* _What you will do_
In the entries below, how many lines contain the string "running"? Give the number by itself.

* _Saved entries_
_ _ _ _
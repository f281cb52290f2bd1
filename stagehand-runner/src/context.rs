//! Stage execution context
//!
//! Everything a stage runner needs during a pipeline run:
//! - Run identity (run id, trigger, environment)
//! - Settings and the environment's live directory
//! - The snapshot store, process controller and health prober
//! - The backup taken by the deploy stage and whether live files were touched
//!
//! Stage log lines are collected by a [`StageRecorder`] and end up in the
//! run record.

use chrono::Utc;
use parking_lot::Mutex;
use stagehand_core::config::{EnvironmentSettings, Settings};
use stagehand_core::domain::backup::Backup;
use stagehand_core::domain::pipeline::Trigger;
use stagehand_core::domain::stage::{StageName, StageResult, StageStatus};
use std::path::PathBuf;
use std::sync::Arc;
use std::sync::atomic::{AtomicBool, Ordering};
use tracing::{debug, info, warn};
use uuid::Uuid;

use crate::health::HealthProber;
use crate::process::ProcessController;
use crate::snapshot::SnapshotStore;

/// Long-lived collaborators shared by every run
#[derive(Clone)]
pub struct Services {
    pub settings: Arc<Settings>,
    pub snapshots: Arc<SnapshotStore>,
    pub process: Arc<ProcessController>,
    pub prober: Arc<HealthProber>,
}

impl Services {
    /// Builds the standard services from settings
    pub fn new(settings: Arc<Settings>) -> Self {
        Self {
            snapshots: Arc::new(SnapshotStore::new(&settings)),
            process: Arc::new(ProcessController::new(&settings)),
            prober: Arc::new(HealthProber::new(settings.health.clone())),
            settings,
        }
    }
}

/// Per-run context handed to every stage
pub struct StageContext {
    pub run_id: Uuid,
    pub trigger: Trigger,
    pub environment: String,
    pub services: Services,

    /// Backup taken by the deploy stage
    backup: Mutex<Option<Backup>>,

    /// Set once the deploy stage is about to touch the live environment
    mutation_started: AtomicBool,
}

impl StageContext {
    /// Creates a context for one run
    ///
    /// # Arguments
    /// * `run_id` - The pipeline run ID
    /// * `trigger` - What started the run
    /// * `environment` - Target environment, must be configured
    /// * `services` - Shared collaborators
    pub fn new(run_id: Uuid, trigger: Trigger, environment: &str, services: Services) -> Self {
        Self {
            run_id,
            trigger,
            environment: environment.to_string(),
            services,
            backup: Mutex::new(None),
            mutation_started: AtomicBool::new(false),
        }
    }

    pub fn settings(&self) -> &Settings {
        &self.services.settings
    }

    /// Settings of the target environment
    pub fn env_settings(&self) -> anyhow::Result<&EnvironmentSettings> {
        self.settings()
            .environment(&self.environment)
            .ok_or_else(|| anyhow::anyhow!("environment '{}' is not configured", self.environment))
    }

    /// Scratch directory the build stage fills and the deploy stage installs from
    pub fn artifact_dir(&self) -> PathBuf {
        self.settings().builds_dir().join(self.run_id.to_string())
    }

    pub fn record_backup(&self, backup: Backup) {
        *self.backup.lock() = Some(backup);
    }

    pub fn backup(&self) -> Option<Backup> {
        self.backup.lock().clone()
    }

    pub fn mark_mutation_started(&self) {
        self.mutation_started.store(true, Ordering::SeqCst);
    }

    /// Whether live files or the running process may have changed
    pub fn mutation_started(&self) -> bool {
        self.mutation_started.load(Ordering::SeqCst)
    }
}

/// Collects the log lines of one stage and turns its outcome into a [`StageResult`]
pub struct StageRecorder {
    result: Mutex<StageResult>,
}

impl StageRecorder {
    pub fn new(name: StageName) -> Self {
        Self {
            result: Mutex::new(StageResult::running(name)),
        }
    }

    pub fn name(&self) -> StageName {
        self.result.lock().name
    }

    /// Logs an info line
    pub fn info(&self, message: impl Into<String>) {
        let message = message.into();
        let mut result = self.result.lock();
        info!("[{}] {}", result.name, message);
        result.log_lines.push(message);
    }

    /// Logs a warning line
    pub fn warn(&self, message: impl Into<String>) {
        let message = message.into();
        let mut result = self.result.lock();
        warn!("[{}] {}", result.name, message);
        result.log_lines.push(format!("WARN: {}", message));
    }

    /// Records captured command output, one log line per non-empty line
    pub fn output(&self, text: &str) {
        let mut result = self.result.lock();
        for line in text.lines().map(str::trim_end).filter(|l| !l.is_empty()) {
            debug!("[{}] {}", result.name, line);
            result.log_lines.push(line.to_string());
        }
    }

    pub fn lines(&self) -> Vec<String> {
        self.result.lock().log_lines.clone()
    }

    /// Finalizes the stage
    ///
    /// An error becomes a failed result carrying the full error chain.
    pub fn finish(&self, outcome: anyhow::Result<()>) -> StageResult {
        let mut result = self.result.lock().clone();
        result.ended_at = Some(Utc::now());

        match outcome {
            Ok(()) => {
                result.status = StageStatus::Success;
                info!("[{}] stage succeeded", result.name);
            }
            Err(e) => {
                let error = format!("{:#}", e);
                warn!("[{}] stage failed: {}", result.name, error);
                result.status = StageStatus::Failed;
                result.log_lines.push(format!("ERROR: {}", error));
                result.error = Some(error);
            }
        }

        result
    }
}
_ _ _ _
* _Exercise response_
2